◆ Exercise directions: Go through the listing beneath this task and return every line that carries the string "Current".

◆ Data records:
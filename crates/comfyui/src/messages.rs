//! ComfyUI text message types and parser.
//!
//! ComfyUI sends JSON messages over the event channel with the shape
//! `{"type": "<kind>", "data": {...}}`. This module deserializes them into
//! a strongly-typed [`ComfyMessage`] enum and extracts the server-assigned
//! `sid` when one is present.

use serde::Deserialize;

/// All known ComfyUI text message types.
///
/// Deserialized via the internally-tagged `"type"` field with associated
/// `"data"` content.
#[derive(Debug, Clone, Deserialize)]
#[serde(tag = "type", content = "data")]
pub enum ComfyMessage {
    /// Server status broadcast (queue depth, etc.).
    #[serde(rename = "status")]
    Status(StatusData),

    /// A prompt has started executing.
    #[serde(rename = "execution_start")]
    ExecutionStart(ExecutionStartData),

    /// Some nodes were skipped because their outputs are cached.
    #[serde(rename = "execution_cached")]
    ExecutionCached(ExecutionCachedData),

    /// A specific node is executing (or the prompt finished when `node`
    /// is `None`).
    #[serde(rename = "executing")]
    Executing(ExecutingData),

    /// Progress update from a long-running node (e.g. KSampler).
    #[serde(rename = "progress")]
    Progress(ProgressData),

    /// A node has finished and produced output.
    #[serde(rename = "executed")]
    Executed(ExecutedData),

    /// The full prompt finished successfully.
    #[serde(rename = "execution_success")]
    ExecutionSuccess(ExecutionSuccessData),

    /// Execution failed with an error.
    #[serde(rename = "execution_error")]
    ExecutionError(ExecutionErrorData),
}

/// Queue status information.
#[derive(Debug, Clone, Deserialize)]
pub struct StatusData {
    pub status: QueueStatus,
}

/// Current queue state.
#[derive(Debug, Clone, Deserialize)]
pub struct QueueStatus {
    pub exec_info: ExecInfo,
}

/// Execution queue statistics.
#[derive(Debug, Clone, Deserialize)]
pub struct ExecInfo {
    pub queue_remaining: i32,
}

/// Payload for `execution_start` messages.
#[derive(Debug, Clone, Deserialize)]
pub struct ExecutionStartData {
    pub prompt_id: String,
}

/// Payload for `execution_cached` messages.
#[derive(Debug, Clone, Deserialize)]
pub struct ExecutionCachedData {
    pub prompt_id: String,
    /// Node IDs whose outputs were served from cache.
    #[serde(default)]
    pub nodes: Vec<String>,
}

/// Payload for `executing` messages.
///
/// When `node` is `None`, execution of the prompt has completed.
#[derive(Debug, Clone, Deserialize)]
pub struct ExecutingData {
    pub node: Option<String>,
    pub prompt_id: String,
}

/// Payload for `progress` messages (step-level progress within a node).
#[derive(Debug, Clone, Deserialize)]
pub struct ProgressData {
    /// Current step number.
    pub value: i32,
    /// Total number of steps.
    pub max: i32,
    /// Prompt this progress belongs to. Older servers omit it.
    #[serde(default)]
    pub prompt_id: Option<String>,
    /// Node emitting the progress, when the server includes it.
    #[serde(default)]
    pub node: Option<String>,
}

/// Payload for `executed` messages (node output).
#[derive(Debug, Clone, Deserialize)]
pub struct ExecutedData {
    /// The node that produced this output.
    pub node: String,
    /// Raw output value (images, filenames, etc.).
    pub output: serde_json::Value,
    pub prompt_id: String,
}

/// Payload for `execution_success` messages.
#[derive(Debug, Clone, Deserialize)]
pub struct ExecutionSuccessData {
    pub prompt_id: String,
}

/// Payload for `execution_error` messages.
#[derive(Debug, Clone, Deserialize)]
pub struct ExecutionErrorData {
    pub prompt_id: String,
    pub node_id: String,
    #[serde(default)]
    pub node_type: String,
    pub exception_message: String,
    pub exception_type: String,
    #[serde(default)]
    pub traceback: Vec<String>,
}

/// Parse a ComfyUI text message into a typed enum.
///
/// Returns `Err` for malformed JSON or unknown `type` values. Callers log
/// unknown types and continue.
pub fn parse_message(text: &str) -> Result<ComfyMessage, serde_json::Error> {
    serde_json::from_str(text)
}

/// Extract `data.sid` from a raw message, if present.
///
/// The server includes its session id in the first status broadcast (and
/// may repeat it); the client adopts it as its own id.
pub fn extract_sid(text: &str) -> Option<String> {
    let value: serde_json::Value = serde_json::from_str(text).ok()?;
    value
        .get("data")?
        .get("sid")?
        .as_str()
        .map(|s| s.to_string())
}

#[cfg(test)]
mod tests {
    use super::*;

    #[test]
    fn parse_status_message() {
        let json = r#"{"type":"status","data":{"status":{"exec_info":{"queue_remaining":3}}}}"#;
        let msg = parse_message(json).unwrap();
        match msg {
            ComfyMessage::Status(data) => {
                assert_eq!(data.status.exec_info.queue_remaining, 3);
            }
            other => panic!("Expected Status, got {other:?}"),
        }
    }

    #[test]
    fn parse_execution_start_message() {
        let json = r#"{"type":"execution_start","data":{"prompt_id":"abc-123"}}"#;
        let msg = parse_message(json).unwrap();
        match msg {
            ComfyMessage::ExecutionStart(data) => {
                assert_eq!(data.prompt_id, "abc-123");
            }
            other => panic!("Expected ExecutionStart, got {other:?}"),
        }
    }

    #[test]
    fn parse_execution_cached_without_nodes() {
        let json = r#"{"type":"execution_cached","data":{"prompt_id":"abc"}}"#;
        let msg = parse_message(json).unwrap();
        match msg {
            ComfyMessage::ExecutionCached(data) => {
                assert!(data.nodes.is_empty());
            }
            other => panic!("Expected ExecutionCached, got {other:?}"),
        }
    }

    #[test]
    fn parse_executing_with_node() {
        let json = r#"{"type":"executing","data":{"node":"42","prompt_id":"xyz"}}"#;
        let msg = parse_message(json).unwrap();
        match msg {
            ComfyMessage::Executing(data) => {
                assert_eq!(data.node.as_deref(), Some("42"));
                assert_eq!(data.prompt_id, "xyz");
            }
            other => panic!("Expected Executing, got {other:?}"),
        }
    }

    #[test]
    fn parse_executing_finished() {
        let json = r#"{"type":"executing","data":{"node":null,"prompt_id":"xyz"}}"#;
        let msg = parse_message(json).unwrap();
        match msg {
            ComfyMessage::Executing(data) => {
                assert!(data.node.is_none());
            }
            other => panic!("Expected Executing, got {other:?}"),
        }
    }

    #[test]
    fn parse_progress_with_and_without_prompt_id() {
        let bare = r#"{"type":"progress","data":{"value":5,"max":20}}"#;
        match parse_message(bare).unwrap() {
            ComfyMessage::Progress(data) => {
                assert_eq!(data.value, 5);
                assert_eq!(data.max, 20);
                assert!(data.prompt_id.is_none());
            }
            other => panic!("Expected Progress, got {other:?}"),
        }

        let full = r#"{"type":"progress","data":{"value":1,"max":4,"prompt_id":"p","node":"3"}}"#;
        match parse_message(full).unwrap() {
            ComfyMessage::Progress(data) => {
                assert_eq!(data.prompt_id.as_deref(), Some("p"));
                assert_eq!(data.node.as_deref(), Some("3"));
            }
            other => panic!("Expected Progress, got {other:?}"),
        }
    }

    #[test]
    fn parse_executed_message() {
        let json = r#"{"type":"executed","data":{"node":"9","output":{"images":[{"filename":"out.png"}]},"prompt_id":"abc"}}"#;
        let msg = parse_message(json).unwrap();
        match msg {
            ComfyMessage::Executed(data) => {
                assert_eq!(data.node, "9");
                assert_eq!(data.prompt_id, "abc");
                assert!(data.output.is_object());
            }
            other => panic!("Expected Executed, got {other:?}"),
        }
    }

    #[test]
    fn parse_execution_success_message() {
        let json = r#"{"type":"execution_success","data":{"prompt_id":"abc"}}"#;
        match parse_message(json).unwrap() {
            ComfyMessage::ExecutionSuccess(data) => assert_eq!(data.prompt_id, "abc"),
            other => panic!("Expected ExecutionSuccess, got {other:?}"),
        }
    }

    #[test]
    fn parse_execution_error_message() {
        let json = r#"{"type":"execution_error","data":{"prompt_id":"abc","node_id":"5","node_type":"KSampler","exception_message":"out of memory","exception_type":"RuntimeError","traceback":["line 1","line 2"]}}"#;
        match parse_message(json).unwrap() {
            ComfyMessage::ExecutionError(data) => {
                assert_eq!(data.prompt_id, "abc");
                assert_eq!(data.node_id, "5");
                assert_eq!(data.node_type, "KSampler");
                assert_eq!(data.exception_message, "out of memory");
                assert_eq!(data.traceback.len(), 2);
            }
            other => panic!("Expected ExecutionError, got {other:?}"),
        }
    }

    #[test]
    fn parse_execution_error_without_optional_fields() {
        let json = r#"{"type":"execution_error","data":{"prompt_id":"abc","node_id":"5","exception_message":"boom","exception_type":"RuntimeError"}}"#;
        match parse_message(json).unwrap() {
            ComfyMessage::ExecutionError(data) => {
                assert!(data.node_type.is_empty());
                assert!(data.traceback.is_empty());
            }
            other => panic!("Expected ExecutionError, got {other:?}"),
        }
    }

    #[test]
    fn parse_unknown_type_returns_error() {
        let json = r#"{"type":"unknown_thing","data":{}}"#;
        assert!(parse_message(json).is_err());
    }

    #[test]
    fn parse_invalid_json_returns_error() {
        assert!(parse_message("not json at all").is_err());
    }

    #[test]
    fn extract_sid_from_status() {
        let json = r#"{"type":"status","data":{"sid":"server-sid","status":{"exec_info":{"queue_remaining":0}}}}"#;
        assert_eq!(extract_sid(json).as_deref(), Some("server-sid"));
    }

    #[test]
    fn extract_sid_absent() {
        let json = r#"{"type":"execution_start","data":{"prompt_id":"abc"}}"#;
        assert!(extract_sid(json).is_none());
    }
}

◆ Response to the task:
/// Current queue state.
    /// Current step number.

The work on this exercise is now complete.